[[ EXTRACTED DATA open ]]
// SPDX-FileCopyrightText: 2026 Joost van der Laan <joost@fashionunited.com>
//
// SPDX-License-Identifier: AGPL-3.0-only

use anyhow::Result;
use sqlx::sqlite::SqlitePool;
use std::collections::HashMap;

/// EUR-relative rate table: currency code -> units per EUR.
pub type RateTable = HashMap<String, f64>;

#[derive(Debug, Clone, Copy, PartialEq, Eq)]
pub struct Currency {
    pub code: &'static str,
    pub display_name: &'static str,
    pub symbol: &'static str,
    pub decimals: u32,
}

/// The currencies the site offers for display. EUR first, it is the pivot
/// and the fallback for everything unknown.
pub const SUPPORTED_CURRENCIES: &[Currency] = &[
    Currency {
        code: "EUR",
        display_name: "Euro",
        symbol: "€",
        decimals: 2,
    },
    Currency {
        code: "USD",
        display_name: "US Dollar",
        symbol: "$",
        decimals: 2,
    },
    Currency {
        code: "TRY",
        display_name: "Turkish Lira",
        symbol: "₺",
        decimals: 0,
    },
];

pub fn currency_info(code: &str) -> Option<&'static Currency> {
    SUPPORTED_CURRENCIES.iter().find(|c| c.code == code)
}

pub fn eur() -> &'static Currency {
    &SUPPORTED_CURRENCIES[0]
}

/// Hard-coded fallback used before the first successful refresh.
pub fn default_rate_table() -> RateTable {
    let mut table = RateTable::new();
    table.insert("EUR".to_string(), 1.0);
    table.insert("USD".to_string(), 1.14);
    table.insert("TRY".to_string(), 37.5);
    table
}

fn round_to_decimals(amount: f64, decimals: u32) -> f64 {
    let factor = 10f64.powi(decimals as i32);
    (amount * factor).round() / factor
}

/// Look up a currency's EUR-relative rate. Unknown codes and non-positive
/// rates are treated as EUR-equivalent (rate 1.0) rather than failing.
fn rate_for(code: &str, table: &RateTable) -> f64 {
    match table.get(code) {
        Some(&rate) if rate > 0.0 => rate,
        Some(&rate) => {
            eprintln!(
                "⚠️  Warning: non-positive rate {} for {}, treating as EUR",
                rate, code
            );
            1.0
        }
        None => {
            eprintln!("⚠️  Warning: no exchange rate for {}, treating as EUR", code);
            1.0
        }
    }
}

/// Convert an amount between two currency codes by pivoting through EUR.
/// The result is rounded half-up at the target currency's decimal count.
pub fn convert_currency(
    amount: f64,
    from_currency: &str,
    to_currency: &str,
    table: &RateTable,
) -> f64 {
    if amount <= 0.0 {
        return 0.0;
    }
    if from_currency == to_currency {
        return amount;
    }

    let eur_amount = if from_currency == "EUR" {
        amount
    } else {
        amount / rate_for(from_currency, table)
    };

    let result = if to_currency == "EUR" {
        eur_amount
    } else {
        eur_amount * rate_for(to_currency, table)
    };

    let decimals = currency_info(to_currency).map_or(eur().decimals, |c| c.decimals);
    round_to_decimals(result, decimals)
}

/// Render an amount as `{symbol}{amount}` with the currency's fixed decimal
/// count. No thousands grouping, `.` as decimal point, so output does not
/// depend on the user's locale.
pub fn format_price(amount: f64, currency_code: &str) -> String {
    let currency = match currency_info(currency_code) {
        Some(c) => c,
        None => {
            eprintln!(
                "⚠️  Warning: unknown display currency {}, formatting as EUR",
                currency_code
            );
            eur()
        }
    };
    let rounded = round_to_decimals(amount, currency.decimals);
    format!(
        "{}{:.*}",
        currency.symbol,
        currency.decimals as usize,
        rounded
    )
}

pub fn convert_and_format(
    amount: f64,
    from_currency: &str,
    to_currency: &str,
    table: &RateTable,
) -> String {
    format_price(
        convert_currency(amount, from_currency, to_currency, table),
        to_currency,
    )
}

/// Replace the persisted rate snapshot wholesale with the given table.
pub async fn save_rate_snapshot(
    pool: &SqlitePool,
    table: &RateTable,
    fetched_at: i64,
) -> Result<()> {
    let mut tx = pool.begin().await?;

    sqlx::query("DELETE FROM rate_snapshots")
        .execute(&mut *tx)
        .await?;

    for (code, rate) in table {
        sqlx::query(
            r#"
            INSERT INTO rate_snapshots (code, rate, fetched_at)
            VALUES (?, ?, ?)
            "#,
        )
        .bind(code)
        .bind(rate)
        .bind(fetched_at)
        .execute(&mut *tx)
        .await?;
    }

    tx.commit().await?;
    Ok(())
}

/// Load the last persisted rate table, if any.
pub async fn load_rate_snapshot(pool: &SqlitePool) -> Result<Option<RateTable>> {
    let records = sqlx::query_as::<_, (String, f64)>(
        r#"
        SELECT code, rate
        FROM rate_snapshots
        ORDER BY code
        "#,
    )
    .fetch_all(pool)
    .await?;

    if records.is_empty() {
        return Ok(None);
    }

    Ok(Some(records.into_iter().collect()))
}

#[cfg(test)]
mod tests {
    use super::*;
    use crate::db;
    use approx::assert_relative_eq;

    #[test]
    fn test_identity_conversion() {
        let table = default_rate_table();
        for currency in SUPPORTED_CURRENCIES {
            let result = convert_currency(123.45, currency.code, currency.code, &table);
            assert_relative_eq!(result, 123.45, epsilon = 1e-9);
        }
    }

    #[test]
    fn test_eur_pivot_scenario() {
        let table = default_rate_table();

        let usd = convert_currency(100.0, "EUR", "USD", &table);
        assert_relative_eq!(usd, 114.0, epsilon = 0.001);

        // TRY rounds to whole units
        let try_amount = convert_currency(100.0, "EUR", "TRY", &table);
        assert_relative_eq!(try_amount, 3750.0, epsilon = 0.001);

        // USD -> TRY pivots through EUR
        let cross = convert_currency(114.0, "USD", "TRY", &table);
        assert_relative_eq!(cross, 3750.0, epsilon = 1.0);
    }

    #[test]
    fn test_round_trip_within_rounding_tolerance() {
        let table = default_rate_table();
        let there = convert_currency(100.0, "EUR", "USD", &table);
        let back = convert_currency(there, "USD", "EUR", &table);
        assert_relative_eq!(back, 100.0, epsilon = 0.01);
    }

    #[test]
    fn test_non_positive_amounts_convert_to_zero() {
        let table = default_rate_table();
        assert_eq!(convert_currency(0.0, "EUR", "USD", &table), 0.0);
        assert_eq!(convert_currency(-5.0, "EUR", "USD", &table), 0.0);
    }

    #[test]
    fn test_missing_code_treated_as_eur() {
        let table = default_rate_table();
        // Unknown source currency gets rate 1.0, so this behaves like EUR -> USD
        let result = convert_currency(100.0, "GBP", "USD", &table);
        assert_relative_eq!(result, 114.0, epsilon = 0.001);
    }

    #[test]
    fn test_zero_rate_treated_as_eur() {
        let mut table = default_rate_table();
        table.insert("USD".to_string(), 0.0);
        let result = convert_currency(100.0, "USD", "EUR", &table);
        assert_relative_eq!(result, 100.0, epsilon = 0.001);
    }

    #[test]
    fn test_format_price_fixed_decimals() {
        assert_eq!(format_price(1050.0, "TRY"), "₺1050");
        assert_eq!(format_price(10.004, "EUR"), "€10.00");
        assert_eq!(format_price(10.006, "EUR"), "€10.01");
        assert_eq!(format_price(1234.5, "USD"), "$1234.50");
    }

    #[test]
    fn test_format_price_unknown_code_falls_back_to_eur() {
        assert_eq!(format_price(9.5, "GBP"), "€9.50");
    }

    #[test]
    fn test_convert_and_format() {
        let table = default_rate_table();
        assert_eq!(convert_and_format(100.0, "EUR", "USD", &table), "$114.00");
        assert_eq!(convert_and_format(100.0, "EUR", "TRY", &table), "₺3750");
    }

    #[test]
    fn test_currency_registry() {
        assert_eq!(currency_info("TRY").unwrap().decimals, 0);
        assert_eq!(currency_info("EUR").unwrap().symbol, "€");
        assert!(currency_info("GBP").is_none());
        assert_eq!(eur().code, "EUR");
    }

    #[tokio::test]
    async fn test_rate_snapshot_round_trip() -> Result<()> {
        let pool = db::create_test_pool().await?;

        assert!(load_rate_snapshot(&pool).await?.is_none());

        let table = default_rate_table();
        save_rate_snapshot(&pool, &table, 1767225600).await?;

        let loaded = load_rate_snapshot(&pool).await?.unwrap();
        assert_eq!(loaded, table);

        // A second save replaces the snapshot wholesale
        let mut newer = default_rate_table();
        newer.insert("USD".to_string(), 1.20);
        newer.remove("TRY");
        save_rate_snapshot(&pool, &newer, 1767225700).await?;

        let loaded = load_rate_snapshot(&pool).await?.unwrap();
        assert_eq!(loaded, newer);
        assert!(!loaded.contains_key("TRY"));

        Ok(())
    }
}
[[ EXTRACTED DATA closed ]]
= PROBLEM DETAILS =
The response should hold exactly the lines starting at the line with "pub fn currency_info(code: &str)" and ending at the line with "pub fn default_rate_table()", and no other line of the material above.

= YOUR RESPONSE =
pub fn currency_info(code: &str) -> Option<&'static Currency> {
    SUPPORTED_CURRENCIES.iter().find(|c| c.code == code)
}

pub fn eur() -> &'static Currency {
    &SUPPORTED_CURRENCIES[0]
}

/// Hard-coded fallback used before the first successful refresh.
pub fn default_rate_table() -> RateTable {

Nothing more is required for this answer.